Des « révélations », écrivent-ils…
Par Sophie Blum, membre de l’OVEO

Jeudi 27 février, il est 7h30 quand j’entends sur France Inter qu’« après l’établissement de Bétharram, la cellule investigation de Radio France révèle des accusations de violences dans un autre établissement privé catholique, Notre-Dame-de-Garaison, dans les Hautes-Pyrénées ».
J’étais collégienne dans les années 1990. De la génération de plusieurs victimes témoignant en ce moment des violences subies dans ces établissements. Et j’accueille les commentaires consternés sur cette vague de « révélations » avec un certain scepticisme…
En effet, si certains propos rapportés font état d’une violence extra-ordinaire que l’on peut qualifier de torture, il me semble que le fait que les châtiments corporels y soient pratiqués est précisément l’une des raisons qui motivaient certains parents ou tuteurs et tutrices à placer les enfants dans ces institutions.

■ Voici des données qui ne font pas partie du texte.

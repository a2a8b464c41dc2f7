//! `extern "C"` entry points: thin marshalling wrappers that
//! reconstruct slices from raw pointers per the buffer contract and
//! delegate to the safe [`crate::orchestrator`] API, mapping any
//! [`crate::error::RbdError`] to a negative return code.
//!
//! The C ABI always dispatches the generic (non-identical) worker; the
//! identical-components fast path is reachable only through the safe Rust
//! API in [`crate::orchestrator`], which takes an explicit `identical` flag
//! the raw-pointer buffer contract has no room to carry.

use crate::error::RbdError;
use crate::orchestrator;

unsafe fn slice_in(ptr: *const f64, len: usize) -> &'static [f64] {
    std::slice::from_raw_parts(ptr, len)
}

unsafe fn slice_out(ptr: *mut f64, len: usize) -> &'static mut [f64] {
    std::slice::from_raw_parts_mut(ptr, len)
}

fn code(result: Result<(), RbdError>) -> i32 {
    match result {
        Ok(()) => 0,
        Err(err) => err.into(),
    }
}

/// # Safety
/// `reliabilities` must point to `n * t` valid, initialized `f64` values,
/// row-major with row stride `t`. `output` must point to `t` valid,
/// writable `f64` slots. Neither may be null. Both must remain valid for
/// the duration of the call; the engine does not retain either pointer
/// afterward.
#[no_mangle]
pub unsafe extern "C" fn rbd_series(
    reliabilities: *const f64,
    output: *mut f64,
    n: u8,
    t: u32,
) -> i32 {
    let n = n as usize;
    let t = t as usize;
    let reliabilities = slice_in(reliabilities, n * t);
    let output = slice_out(output, t);
    code(orchestrator::series(reliabilities, output, n, t, false))
}

/// # Safety
/// Same buffer contract as [`rbd_series`].
#[no_mangle]
pub unsafe extern "C" fn rbd_parallel(
    reliabilities: *const f64,
    output: *mut f64,
    n: u8,
    t: u32,
) -> i32 {
    let n = n as usize;
    let t = t as usize;
    let reliabilities = slice_in(reliabilities, n * t);
    let output = slice_out(output, t);
    code(orchestrator::parallel(reliabilities, output, n, t, false))
}

/// # Safety
/// `reliabilities` must point to `5 * t` valid `f64` values (`N = 5` is
/// implicit for Bridge); otherwise as [`rbd_series`].
#[no_mangle]
pub unsafe extern "C" fn rbd_bridge(reliabilities: *const f64, output: *mut f64, t: u32) -> i32 {
    let t = t as usize;
    let reliabilities = slice_in(reliabilities, crate::kernels::bridge::N * t);
    let output = slice_out(output, t);
    code(orchestrator::bridge(reliabilities, output, t))
}

/// # Safety
/// Same buffer contract as [`rbd_series`]. `use_recursive` selects the
/// recursive decomposition over the generic enumerative sum; both are
/// numerically equivalent up to a few ULP.
#[no_mangle]
pub unsafe extern "C" fn rbd_koon(
    reliabilities: *const f64,
    output: *mut f64,
    n: u8,
    k: u8,
    t: u32,
    compute_unreliability: bool,
    use_recursive: bool,
) -> i32 {
    let n = n as usize;
    let k = k as usize;
    let t = t as usize;
    let reliabilities = slice_in(reliabilities, n * t);
    let output = slice_out(output, t);
    code(orchestrator::koon(
        reliabilities,
        output,
        n,
        k,
        t,
        compute_unreliability,
        use_recursive,
        false,
        false,
    ))
}
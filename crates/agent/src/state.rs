//! The unit of work for one request.

use annai_core::message::Message;

/// Conversation state threaded through the three pipeline stages by
/// exclusive ownership — no stage runs concurrently with another, so no
/// locking is needed.
///
/// Write discipline per request: `user_input` is immutable once set,
/// `intent` and `final_response` are each written once by their stage, and
/// `history` is append-only except for the memory manager's summarization
/// replace.
#[derive(Debug, Clone)]
pub struct ConversationState {
    /// The raw user text for this turn.
    pub user_input: String,

    /// Classification label. Open string: unrecognized labels are passed
    /// through and simply select no hint.
    pub intent: String,

    /// The conversation history, read from the session store at entry and
    /// persisted back at exit.
    pub history: Vec<Message>,

    /// The assistant's answer for this turn.
    pub final_response: String,
}

impl ConversationState {
    /// Initial state at request entry: intent and response still empty.
    pub fn new(user_input: impl Into<String>, history: Vec<Message>) -> Self {
        Self {
            user_input: user_input.into(),
            intent: String::new(),
            history,
            final_response: String::new(),
        }
    }
}
//! End-to-end pipeline scenarios with real tools and a scripted provider.

use std::sync::{Arc, Mutex};

use async_trait::async_trait;

use annai_agent::{Pipeline, SUMMARY_PREFIX};
use annai_agent::token::history_tokens;
use annai_config::AppConfig;
use annai_core::error::ProviderError;
use annai_core::message::{Message, MessageToolCall, Role};
use annai_core::provider::{ChatRequest, ChatResponse, Provider};
use annai_core::session::{SessionId, SessionStore};
use annai_memory::InMemorySessionStore;

/// Replays a scripted sequence of responses and records every request.
struct ScriptedProvider {
    script: Mutex<Vec<Result<ChatResponse, ProviderError>>>,
    requests: Mutex<Vec<ChatRequest>>,
}

impl ScriptedProvider {
    fn new(mut script: Vec<Result<ChatResponse, ProviderError>>) -> Self {
        script.reverse();
        Self {
            script: Mutex::new(script),
            requests: Mutex::new(Vec::new()),
        }
    }

    fn text(content: &str) -> Result<ChatResponse, ProviderError> {
        Ok(ChatResponse {
            message: Message::assistant(content),
            usage: None,
            model: "mock-model".into(),
        })
    }

    fn tool_calls(calls: &[(&str, &str, &str)]) -> Result<ChatResponse, ProviderError> {
        let mut message = Message::assistant("");
        for (id, name, args) in calls {
            message.tool_calls.push(MessageToolCall {
                id: (*id).into(),
                name: (*name).into(),
                arguments: (*args).into(),
            });
        }
        Ok(ChatResponse {
            message,
            usage: None,
            model: "mock-model".into(),
        })
    }

    fn request_log(&self) -> Vec<ChatRequest> {
        self.requests.lock().unwrap().clone()
    }
}

#[async_trait]
impl Provider for ScriptedProvider {
    fn name(&self) -> &str {
        "scripted"
    }

    async fn complete(&self, request: ChatRequest) -> Result<ChatResponse, ProviderError> {
        self.requests.lock().unwrap().push(request);
        self.script
            .lock()
            .unwrap()
            .pop()
            .unwrap_or_else(|| Err(ProviderError::Network("script exhausted".into())))
    }
}

fn build(
    script: Vec<Result<ChatResponse, ProviderError>>,
) -> (Arc<ScriptedProvider>, Arc<InMemorySessionStore>, Pipeline) {
    let config = AppConfig::default();
    let provider = Arc::new(ScriptedProvider::new(script));
    let store = Arc::new(InMemorySessionStore::new());
    let tools = Arc::new(annai_tools::default_registry(&config));
    let pipeline = Pipeline::new(provider.clone(), tools, store.clone(), &config);
    (provider, store, pipeline)
}

#[tokio::test]
async fn small_talk_is_a_single_round() {
    let (provider, store, pipeline) = build(vec![
        ScriptedProvider::text("small_talk"),
        ScriptedProvider::text("Hello! How can I help you plan your Tokyo trip?"),
    ]);

    let session = SessionId::from("greeting");
    let outcome = pipeline.handle(&session, "Hi there").await.unwrap();

    assert_eq!(outcome.intent, "small_talk");
    assert!(!outcome.response.is_empty());

    // Classifier call + one responder round, nothing more.
    assert_eq!(provider.request_log().len(), 2);

    let history = store.get(&session).await.unwrap();
    assert_eq!(history.len(), 2);
    assert_eq!(history[0].role, Role::User);
    assert_eq!(history[1].role, Role::Assistant);
}

#[tokio::test]
async fn mixed_question_invokes_both_tools() {
    let (provider, store, pipeline) = build(vec![
        ScriptedProvider::text("mixed"),
        ScriptedProvider::tool_calls(&[
            ("call_1", "search_tokyo_info", r#"{"query":"temples in Asakusa"}"#),
            ("call_2", "get_weather_info", r#"{"location":"Tokyo"}"#),
        ]),
        ScriptedProvider::text("Senso-ji is the highlight; expect some rain tomorrow."),
    ]);

    let session = SessionId::from("mixed");
    let outcome = pipeline
        .handle(&session, "What temples are in Asakusa and will it rain tomorrow?")
        .await
        .unwrap();

    assert_eq!(outcome.intent, "mixed");
    assert_eq!(
        outcome.response,
        "Senso-ji is the highlight; expect some rain tomorrow."
    );

    // Round 2 carries a result message for each invocation, correctly tagged.
    let log = provider.request_log();
    let round2 = &log[2].messages;
    let search_result = round2
        .iter()
        .find(|m| m.tool_call_id.as_deref() == Some("call_1"))
        .expect("search result present");
    assert!(search_result.content.contains("Senso-ji"));

    let weather_result = round2
        .iter()
        .find(|m| m.tool_call_id.as_deref() == Some("call_2"))
        .expect("weather result present");
    // No API key in tests — the weather tool degrades to its fallback payload.
    assert!(weather_result.content.contains("fallback"));

    let history = store.get(&session).await.unwrap();
    assert_eq!(history.len(), 2);
}

#[tokio::test]
async fn tool_dispatch_is_order_independent() {
    let run = |calls: Vec<(&'static str, &'static str, &'static str)>| async move {
        let (provider, _, pipeline) = build(vec![
            ScriptedProvider::text("mixed"),
            ScriptedProvider::tool_calls(&calls),
            ScriptedProvider::text("combined answer"),
        ]);
        let outcome = pipeline
            .handle(&SessionId::from("order"), "temples and rain?")
            .await
            .unwrap();
        assert_eq!(outcome.response, "combined answer");

        let log = provider.request_log();
        let mut results: Vec<(String, String)> = log[2]
            .messages
            .iter()
            .filter(|m| m.role == Role::Tool)
            .map(|m| (m.tool_call_id.clone().unwrap(), m.content.clone()))
            .collect();
        results.sort();
        results
    };

    let search = ("call_s", "search_tokyo_info", r#"{"query":"temples"}"#);
    let weather = ("call_w", "get_weather_info", r#"{"location":"Tokyo"}"#);

    let a_then_b = run(vec![search, weather]).await;
    let b_then_a = run(vec![weather, search]).await;

    // As a set of id-tagged results, both orders feed round 2 identically.
    assert_eq!(a_then_b, b_then_a);
}

#[tokio::test]
async fn crossing_the_budget_collapses_history_to_one_summary() {
    let (_, store, pipeline) = build(vec![
        ScriptedProvider::text("travel_info"),
        ScriptedProvider::text("Here is a very detailed answer about Tokyo neighborhoods."),
        ScriptedProvider::text("The user toured Tokyo district by district."),
    ]);

    // Pre-load a history just under the 12000-token default budget, so the
    // appended turn pushes it over.
    let session = SessionId::from("long-running");
    let mut history = Vec::new();
    while history_tokens(&history) < 11_900 {
        history.push(Message::user("x".repeat(394)));
    }
    assert!(history_tokens(&history) <= 12_000);
    store.put(&session, history).await.unwrap();

    let outcome = pipeline
        .handle(&session, &"tell me more about neighborhoods ".repeat(40))
        .await
        .unwrap();
    assert!(!outcome.response.is_empty());

    let history = store.get(&session).await.unwrap();
    assert_eq!(history.len(), 1);
    assert_eq!(history[0].role, Role::System);
    assert!(history[0]
        .content
        .starts_with("Previous conversation summary:"));
    assert!(history[0].content.contains("district by district"));
    assert!(history[0].content.starts_with(SUMMARY_PREFIX));
}

#[tokio::test]
async fn summarizer_outage_truncates_to_last_ten() {
    let (_, store, pipeline) = build(vec![
        ScriptedProvider::text("travel_info"),
        ScriptedProvider::text("Another detailed answer."),
        Err(ProviderError::Network("summarizer down".into())),
    ]);

    let session = SessionId::from("long-running");
    let mut history = Vec::new();
    while history_tokens(&history) < 11_900 {
        history.push(Message::user("x".repeat(394)));
    }
    store.put(&session, history).await.unwrap();

    let outcome = pipeline
        .handle(&session, &"tell me more about neighborhoods ".repeat(40))
        .await
        .unwrap();
    assert!(!outcome.response.is_empty());

    let history = store.get(&session).await.unwrap();
    assert_eq!(history.len(), 10);
    // The just-appended turn is among the survivors.
    assert_eq!(history[9].content, "Another detailed answer.");
}

#[tokio::test]
async fn pipeline_is_total_for_any_prior_history() {
    // Even when every post-classification call fails, a response comes back.
    let (_, store, pipeline) = build(vec![
        ScriptedProvider::text("weather_info"),
        Err(ProviderError::Network("outage".into())),
    ]);

    let session = SessionId::from("resilient");
    store
        .put(&session, vec![Message::assistant("earlier answer")])
        .await
        .unwrap();

    let outcome = pipeline.handle(&session, "rain tomorrow?").await.unwrap();
    assert!(!outcome.response.is_empty());

    let history = store.get(&session).await.unwrap();
    assert_eq!(history.len(), 3);
}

Je précise que le terme « torture » n’est presque jamais utilisé quand il s’agit de violences envers les enfants, à part en situation de guerre. Pourtant, son usage pourrait être étendu si l’on s’en tient à l’article premier de la Convention contre la torture et autres peines et traitements cruels, inhumains ou dégradants1 la désignant comme « tout acte par lequel une douleur ou des souffrances aiguës, physiques ou mentales, sont intentionnellement infligées à une personne aux fins notamment d'obtenir d'elle ou d'une tierce personne des renseignements ou des aveux, de la punir d'un acte qu'elle ou une tierce personne a commis ou est soupçonnée d'avoir commis, de l'intimider ou de faire pression sur elle ou d'intimider ou de faire pression sur une tierce personne, ou pour tout autre motif fondé sur une forme de discrimination quelle qu'elle soit, lorsqu'une telle douleur ou de telles souffrances sont infligées par un agent de la fonction publique ou toute autre personne agissant à titre officiel ou à son instigation ou avec son consentement exprès ou tacite2 ».

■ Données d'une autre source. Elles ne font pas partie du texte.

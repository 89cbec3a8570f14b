//! Memory consolidation — stage three of the pipeline.
//!
//! Appends the turn to the history, then enforces the token budget. The
//! budget policy is a full reset, not incremental compaction: once the
//! threshold is crossed, the entire history is replaced with a single
//! summary message. A session that triggers this repeatedly converges to
//! "one summary plus a few recent turns" and never grows unbounded.
//!
//! Budget failures never reach the user: if summarization itself fails,
//! the history is truncated to its most recent messages instead.

use std::sync::Arc;
use tracing::{info, warn};

use annai_core::error::ProviderError;
use annai_core::message::Message;
use annai_core::provider::{ChatRequest, Provider};

use crate::state::ConversationState;
use crate::token::history_tokens;

/// Prefix of the synthetic system message that replaces a summarized
/// history.
pub const SUMMARY_PREFIX: &str = "Previous conversation summary:";

/// Finalizes the conversation history and enforces the token budget.
pub struct MemoryManager {
    provider: Arc<dyn Provider>,
    model: String,
    max_history_tokens: usize,
    truncate_keep_last: usize,
}

impl MemoryManager {
    pub fn new(
        provider: Arc<dyn Provider>,
        model: impl Into<String>,
        max_history_tokens: usize,
        truncate_keep_last: usize,
    ) -> Self {
        Self {
            provider,
            model: model.into(),
            max_history_tokens,
            truncate_keep_last,
        }
    }

    /// Append the turn and, when over budget, summarize or truncate.
    ///
    /// Never fails — the degradation path is internal by design.
    pub async fn update(&self, state: &mut ConversationState) {
        state.history.push(Message::user(&state.user_input));
        state.history.push(Message::assistant(&state.final_response));

        let current_tokens = history_tokens(&state.history);
        if current_tokens <= self.max_history_tokens {
            return;
        }

        info!(
            current_tokens,
            limit = self.max_history_tokens,
            "Summarizing conversation: token budget exceeded"
        );

        match self.summarize(&state.history).await {
            Ok(summary) => {
                state.history = vec![Message::system(format!("{SUMMARY_PREFIX} {summary}"))];
                info!(
                    from = current_tokens,
                    to = history_tokens(&state.history),
                    "Conversation compressed"
                );
            }
            Err(e) => {
                warn!(error = %e, keep = self.truncate_keep_last, "Summarization failed, truncating history");
                let len = state.history.len();
                if len > self.truncate_keep_last {
                    state.history.drain(..len - self.truncate_keep_last);
                }
            }
        }
    }

    /// Ask the model for a concise summary of the whole history.
    async fn summarize(&self, history: &[Message]) -> Result<String, ProviderError> {
        let conversation_text = history
            .iter()
            .map(|m| m.render())
            .collect::<Vec<_>>()
            .join("\n");

        let prompt = format!(
            "Summarize this conversation, keep it concise and to the point (essentials).\n\
             {conversation_text}\n\
             \n\
             Summary:"
        );

        let response = self
            .provider
            .complete(ChatRequest::plain(&self.model, vec![Message::user(prompt)]))
            .await?;

        Ok(response.message.content.trim().to_string())
    }
}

Ma perception de l’époque était que les parents choisissaient de mettre leur enfant dans un établissement privé catholique pour qu’ils soient « surveillés » et obligés de « bien travailler ». Parce que l’encadrement y était plus strict que dans les établissements publics et, disait-on, d’une exigence scolaire plus élevée. Il se disait couramment qu’on y trouvait des jeunes issus de familles bourgeoises souhaitant s’assurer du bon (meilleur !) niveau académique (un choix toujours plébiscité par « l’élite », semble-t-il), ou des jeunes « chahuteurs » en phase de décrochage à qui on devait « serrer la vis »… (La combinaison des deux critères étant bien évidemment possible !)
On sait trop bien ce que cache souvent l’euphémisme « une éducation stricte » ou « sévère »…

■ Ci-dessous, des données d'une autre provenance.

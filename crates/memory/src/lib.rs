//! Session storage backends for Annai.
//!
//! Two implementations of `annai_core::SessionStore`:
//! - [`InMemorySessionStore`] — ephemeral, for the gateway's default mode
//!   and for tests.
//! - [`FileSessionStore`] — one JSON file per session, survives restarts.
//!
//! Both are last-writer-wins; see the trait docs for the concurrency
//! policy.

pub mod file_backend;
pub mod in_memory;

pub use file_backend::FileSessionStore;
pub use in_memory::InMemorySessionStore;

À noter que, paradoxalement, ce choix était aussi préféré lorsqu’on s’inquiétait d’un climat scolaire violent, régulièrement dénoncé dans l’enseignement public3.
N’est-il pas curieux d’admettre qu’on redoute la violence entre enfants, mais que celle des adultes soit tolérée, voire recherchée4 ?
Si ces récits sont aujourd’hui pris au sérieux, il est probable que l’époque #MeToo y ait contribué. Grâce aux réseaux sociaux, des personnes ont pour la première fois commencé à parler publiquement de ce qui, individuellement, était souvent perçu comme trop anodin pour faire scandale, et qu’elles ont enfin trouvé un écho. Peu à peu les choses ont été entendues pour ce qu’elles sont effectivement : scandaleuses. Scandaleuses et systémiques.
Si « révélations » il y a, ce ne sont pas tant celles des victimes, qui n’ont probablement jamais réellement caché leur souffrance et ce qu’elles subissaient5 (exception faite des événements traumatiques générant une amnésie protectrice6), que la révélation psychologique vécue par une grande partie des commentateur·ices : leur prise de conscience.
Leur prise de conscience que les coups portés sur des enfants n’ont jamais rien d’acceptable et sont bien souvent les prémisses de violences plus graves. Qu’il n’y a jamais eu de frontière nette entre des coups raisonnables et des coups qui ne le sont pas. Qu’il n’y a finalement pas de châtiments corporels qui puissent être bénéfiques. Que le climat de terreur psychologique si longtemps glorifié pour faire des enfants des êtres méritants et vertueux n’a absolument rien de bénéfique, en plus d’être une porte grande ouverte aux pires malveillances.
Si certaines personnalités politiques sont aujourd’hui probablement sincèrement indignées des violences dénoncées, il est certain qu’elles ne l’auraient pas été (ne l’étaient pas) au moment des faits ou il y a même simplement 10 ans.
À l’intérieur de moi, ça crie l’hypocrisie de l’histoire.
Le retrait des œillères et la connexion à plus d’empathie pour le vécu des victimes est possible car, heureusement, les mentalités évoluent. La partie immergée de l’iceberg de la violence devient peu à peu visible.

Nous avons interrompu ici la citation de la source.